--- PROVIDED INFORMATION ---

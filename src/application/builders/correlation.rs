// Temperature versus consumption over a day
use crate::application::random_source::{RandomSource, fluctuate, random_in_range};
use crate::application::requests::CorrelationRequest;
use crate::domain::bounds::clamp_all;
use crate::domain::error::GeneratorError;
use crate::domain::series::{CorrelationPoint, pearson_correlation};

/// Two-hour samples across one day.
pub const SAMPLE_HOURS: [u32; 12] = [0, 2, 4, 6, 8, 10, 12, 14, 16, 18, 20, 22];

const MIDDAY: f64 = 12.0;

/// Triangular day curve: `min` at midnight, `peak` at noon.
pub fn day_temperature(hour: u32, min: f64, peak: f64) -> f64 {
    let distance = (f64::from(hour) - MIDDAY).abs() / MIDDAY;
    min + (peak - min) * (1.0 - distance)
}

pub fn build_correlation_series<R: RandomSource + ?Sized>(
    rng: &mut R,
    request: &CorrelationRequest,
) -> Result<Vec<CorrelationPoint>, GeneratorError> {
    request.validate()?;

    let points = SAMPLE_HOURS
        .iter()
        .map(|&hour| {
            let jitter = random_in_range(
                rng,
                -request.temperature_jitter,
                request.temperature_jitter,
                1,
            );
            let temperature =
                day_temperature(hour, request.min_temperature, request.peak_temperature) + jitter;
            let temperature = (temperature * 10.0).round() / 10.0;

            let consumption = request.base_consumption
                + (temperature - request.reference_temperature) * request.gain
                + fluctuate(rng, request.base_consumption, request.variance_percent);

            CorrelationPoint {
                hour: format!("{hour}:00"),
                temperature,
                consumption: consumption.round(),
            }
        })
        .collect();
    let points = clamp_all(points);

    tracing::debug!(
        "Generated correlation series, r = {:?}",
        pearson_correlation(&points)
    );
    Ok(points)
}
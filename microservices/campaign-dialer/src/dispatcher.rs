//! Batch call dispatcher
//!
//! Drives one dispatch pass over an explicit list of contacts: normalize the
//! phone, claim the contact with a guarded transition, create the provider
//! call, log it. Calls after the first are future-dated so the provider
//! paces the batch instead of dialing everyone at once.

use std::sync::Arc;
use std::time::Duration;

use chrono::Utc;
use serde::Serialize;
use serde_json::json;
use uuid::Uuid;

use crate::campaigns::Campaign;
use crate::notify::Notifier;
use crate::store::DialerStore;
use crate::vapi::{CallGateway, CallVariables, CreateCallRequest};
use crate::{Error, Result};

/// Per-batch defaults used for contacts without a campaign.
#[derive(Debug, Clone)]
pub struct DispatchDefaults {
    pub assistant_id: String,
    pub phone_number_id: String,
    pub stagger: Duration,
}

/// Per-contact outcome of a dispatch pass.
#[derive(Debug, Clone, Serialize)]
pub struct CallResult {
    pub id: Uuid,
    pub success: bool,
    #[serde(skip_serializing_if = "Option::is_none")]
    pub error: Option<String>,
    #[serde(rename = "vapiCallId", skip_serializing_if = "Option::is_none")]
    pub vapi_call_id: Option<String>,
    #[serde(rename = "scheduledAt", skip_serializing_if = "Option::is_none")]
    pub scheduled_at: Option<String>,
}

impl CallResult {
    fn failure(id: Uuid, error: impl Into<String>) -> Self {
        Self {
            id,
            success: false,
            error: Some(error.into()),
            vapi_call_id: None,
            scheduled_at: None,
        }
    }
}

/// Aggregate outcome of one dispatch pass.
#[derive(Debug, Serialize)]
pub struct DispatchSummary {
    pub success: bool,
    pub message: String,
    pub results: Vec<CallResult>,
}

pub struct Dispatcher {
    store: Arc<dyn DialerStore>,
    gateway: Arc<dyn CallGateway>,
    notifier: Arc<Notifier>,
    defaults: DispatchDefaults,
}

impl Dispatcher {
    pub fn new(
        store: Arc<dyn DialerStore>,
        gateway: Arc<dyn CallGateway>,
        notifier: Arc<Notifier>,
        defaults: DispatchDefaults,
    ) -> Self {
        Self {
            store,
            gateway,
            notifier,
            defaults,
        }
    }

    /// Dispatch calls for the given contacts, optionally under a campaign.
    ///
    /// Stops the batch on the first gateway failure: the failing contact is
    /// rolled back to its pre-attempt counter and every contact after it is
    /// reported as cancelled without being touched.
    pub async fn dispatch_batch(
        &self,
        contact_ids: &[Uuid],
        campaign: Option<&Campaign>,
    ) -> Result<DispatchSummary> {
        let contacts = self.store.contacts_by_ids(contact_ids).await?;
        if contacts.is_empty() {
            return Err(Error::ContactNotFound(
                "no contacts found for the given ids".to_string(),
            ));
        }

        let (assistant_id, phone_number_id) = match campaign {
            Some(c) => (c.assistant_id.clone(), c.phone_number_id.clone()),
            None => (
                self.defaults.assistant_id.clone(),
                self.defaults.phone_number_id.clone(),
            ),
        };
        let campaign_id = campaign.map(|c| c.id);

        let now = Utc::now();
        let mut results = Vec::with_capacity(contacts.len());
        let mut dispatched = 0u32;
        let mut aborted_at = None;

        for (index, contact) in contacts.iter().enumerate() {
            let Some(claimed) = self.store.begin_attempt(contact.id).await? else {
                tracing::info!(contact_id = %contact.id, status = %contact.status, "Contact not dialable, skipping");
                results.push(CallResult::failure(contact.id, "Contact is not in a callable status"));
                continue;
            };

            let number = match outdial_core::format_phone(&claimed.phone) {
                Ok(number) => number,
                Err(e) => {
                    tracing::warn!(contact_id = %claimed.id, phone = %claimed.phone, "Invalid phone number: {e}");
                    self.store
                        .rollback_attempt(claimed.id, claimed.call_count - 1)
                        .await?;
                    results.push(CallResult::failure(claimed.id, e.to_string()));
                    continue;
                }
            };

            // First call fires immediately; the rest are future-dated.
            let scheduled_at = if dispatched == 0 {
                None
            } else {
                let offset = chrono::Duration::from_std(self.defaults.stagger * dispatched)
                    .unwrap_or_else(|_| chrono::Duration::zero());
                Some(now + offset)
            };

            let request = CreateCallRequest {
                assistant_id: assistant_id.clone(),
                phone_number_id: phone_number_id.clone(),
                customer_number: number,
                variables: CallVariables::from_contact(&claimed),
                scheduled_at,
            };

            match self.gateway.create_call(&request).await {
                Ok(response) => {
                    self.store
                        .insert_call_log(claimed.id, campaign_id, &response.id)
                        .await?;
                    tracing::info!(contact_id = %claimed.id, vapi_call_id = %response.id, "Call dispatched");
                    results.push(CallResult {
                        id: claimed.id,
                        success: true,
                        error: None,
                        vapi_call_id: Some(response.id),
                        scheduled_at: scheduled_at.map(|t| t.to_rfc3339()),
                    });
                    dispatched += 1;
                }
                Err(e) => {
                    tracing::error!(contact_id = %claimed.id, "Call creation failed: {e}");
                    self.store
                        .rollback_attempt(claimed.id, claimed.call_count - 1)
                        .await?;

                    let notifier = Arc::clone(&self.notifier);
                    let error_text = e.to_string();
                    let context = json!({
                        "contactId": claimed.id,
                        "phone": claimed.phone,
                        "campaignId": campaign_id,
                    });
                    tokio::spawn(async move {
                        notifier.notify_call_error(&error_text, context).await;
                    });

                    results.push(CallResult::failure(claimed.id, e.to_string()));
                    aborted_at = Some(index + 1);
                    break;
                }
            }
        }

        // Contacts never reached because the batch aborted.
        if let Some(from) = aborted_at {
            for contact in &contacts[from..] {
                results.push(CallResult::failure(contact.id, "cancelled"));
            }
        }

        let failed = results.iter().filter(|r| !r.success).count();
        Ok(DispatchSummary {
            success: failed == 0,
            message: format!("{dispatched} calls initiated, {failed} failed"),
            results,
        })
    }
}
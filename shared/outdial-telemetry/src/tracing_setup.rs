//! Tracing Setup

use tracing_subscriber::{layer::SubscriberExt, util::SubscriberInitExt, EnvFilter};

use crate::{TelemetryConfig, TelemetryError};

/// Initialize the tracing subscriber.
pub fn init_tracing(service_name: &str, config: &TelemetryConfig) -> Result<(), TelemetryError> {
    let env_filter = EnvFilter::try_from_default_env()
        .unwrap_or_else(|_| EnvFilter::new(&config.log_level));

    if config.json_logs {
        let fmt_layer = tracing_subscriber::fmt::layer()
            .json()
            .with_target(true)
            .with_thread_ids(true);

        tracing_subscriber::registry()
            .with(env_filter)
            .with(fmt_layer)
            .try_init()
            .map_err(|e| TelemetryError::TracingInit(e.to_string()))?;
    } else {
        let fmt_layer = tracing_subscriber::fmt::layer().with_target(true);

        tracing_subscriber::registry()
            .with(env_filter)
            .with(fmt_layer)
            .try_init()
            .map_err(|e| TelemetryError::TracingInit(e.to_string()))?;
    }

    tracing::info!(
        service = service_name,
        log_level = %config.log_level,
        json_logs = config.json_logs,
        "Tracing initialized"
    );

    Ok(())
}
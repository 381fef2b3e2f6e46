//! Full dial-to-report lifecycle tests over the in-memory store and fake
//! gateway: dispatch, provider report, retry, exhaustion.

use std::sync::Arc;
use std::time::Duration;

use serde_json::json;

use crate::dispatcher::{DispatchDefaults, Dispatcher};
use crate::notify::Notifier;
use crate::store::memory::MemoryStore;
use crate::store::DialerStore;
use crate::testing::contact;
use crate::vapi::fake::FakeGateway;
use crate::webhook::WebhookProcessor;
use outdial_core::ContactStatus;

struct Harness {
    store: Arc<MemoryStore>,
    gateway: Arc<FakeGateway>,
    dispatcher: Dispatcher,
    webhook: WebhookProcessor,
}

impl Harness {
    fn new() -> Self {
        let store = Arc::new(MemoryStore::new());
        let gateway = Arc::new(FakeGateway::new());
        let notifier = Arc::new(Notifier::disabled());
        let dispatcher = Dispatcher::new(
            Arc::clone(&store) as Arc<dyn DialerStore>,
            Arc::clone(&gateway) as Arc<dyn crate::vapi::CallGateway>,
            Arc::clone(&notifier),
            DispatchDefaults {
                assistant_id: "asst_default".into(),
                phone_number_id: "pn_default".into(),
                stagger: Duration::from_secs(30),
            },
        );
        let webhook = WebhookProcessor::new(
            Arc::clone(&store) as Arc<dyn DialerStore>,
            notifier,
            2,
        );
        Self {
            store,
            gateway,
            dispatcher,
            webhook,
        }
    }

    async fn report(&self, vapi_call_id: &str, ended_reason: &str) {
        let payload = json!({
            "message": {
                "type": "end-of-call-report",
                "call": {"id": vapi_call_id, "duration": 12.0},
                "endedReason": ended_reason
            }
        });
        let ack = self.webhook.process(&payload).await;
        assert!(ack.received);
    }
}

#[tokio::test]
async fn calls_are_dispatched_reported_and_retried_to_exhaustion() {
    let h = Harness::new();
    let a = contact("555-123-4567", ContactStatus::Pending);
    let b = contact("1-555-987-6543", ContactStatus::Pending);
    h.store.add_contact(a.clone());
    h.store.add_contact(b.clone());

    // First batch: both numbers normalized, both claimed, two logs.
    let summary = h
        .dispatcher
        .dispatch_batch(&[a.id, b.id], None)
        .await
        .unwrap();
    assert!(summary.success);

    let requests = h.gateway.requests();
    assert_eq!(requests[0].customer_number, "+15551234567");
    assert_eq!(requests[1].customer_number, "+15559876543");
    assert_eq!(h.store.call_logs().len(), 2);
    assert_eq!(h.store.contact(a.id).status, ContactStatus::Calling);
    assert_eq!(h.store.contact(b.id).status, ContactStatus::Calling);

    let a_call = h.store.call_logs()[0].vapi_call_id.clone();
    let b_call = h.store.call_logs()[1].vapi_call_id.clone();

    // First contact answers.
    h.report(&a_call, "customer-ended-call").await;
    let after_a = h.store.contact(a.id);
    assert_eq!(after_a.status, ContactStatus::Answered);
    assert_eq!(after_a.outcome.as_deref(), Some("answered"));

    // Second contact does not answer: one attempt used, still retryable.
    h.report(&b_call, "customer-did-not-answer").await;
    let after_b = h.store.contact(b.id);
    assert_eq!(after_b.status, ContactStatus::NoAnswer);
    assert_eq!(after_b.call_count, 1);

    // Retry the non-answer; the answered contact is no longer dialable.
    let retry = h
        .dispatcher
        .dispatch_batch(&[a.id, b.id], None)
        .await
        .unwrap();
    assert!(!retry.success);
    assert_eq!(h.store.contact(a.id).status, ContactStatus::Answered);
    assert_eq!(h.store.contact(b.id).call_count, 2);

    // Second non-answer hits the attempt ceiling.
    let b_retry_call = h.store.call_logs()[2].vapi_call_id.clone();
    h.report(&b_retry_call, "customer-did-not-answer").await;

    let exhausted = h.store.contact(b.id);
    assert_eq!(exhausted.status, ContactStatus::Exhausted);
    assert_eq!(exhausted.outcome.as_deref(), Some("no_answer"));
}

#[tokio::test]
async fn replayed_report_converges_to_the_same_state() {
    let h = Harness::new();
    let a = contact("5551234567", ContactStatus::Pending);
    h.store.add_contact(a.clone());

    h.dispatcher.dispatch_batch(&[a.id], None).await.unwrap();
    let call_id = h.store.call_logs()[0].vapi_call_id.clone();

    h.report(&call_id, "voicemail").await;
    h.report(&call_id, "voicemail").await;

    let after = h.store.contact(a.id);
    assert_eq!(after.status, ContactStatus::Voicemail);
    assert_eq!(after.call_count, 1);
    assert_eq!(h.store.call_logs().len(), 1);
    assert_eq!(
        h.store.call_logs()[0].ended_reason.as_deref(),
        Some("voicemail")
    );
}
//! Telemetry Configuration

/// Telemetry configuration
#[derive(Debug, Clone)]
pub struct TelemetryConfig {
    pub log_level: String,
    pub json_logs: bool,
}

impl Default for TelemetryConfig {
    fn default() -> Self {
        Self {
            log_level: "info".to_string(),
            json_logs: true,
        }
    }
}

impl TelemetryConfig {
    pub fn from_env() -> Self {
        Self {
            log_level: std::env::var("RUST_LOG").unwrap_or_else(|_| "info".to_string()),
            json_logs: std::env::var("JSON_LOGS")
                .map(|v| v == "true" || v == "1")
                .unwrap_or(true),
        }
    }
}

---

In the listing above, find each line where "index" occurs and copy it.

* RESULT *
        for (index, contact) in contacts.iter().enumerate() {
                    aborted_at = Some(index + 1);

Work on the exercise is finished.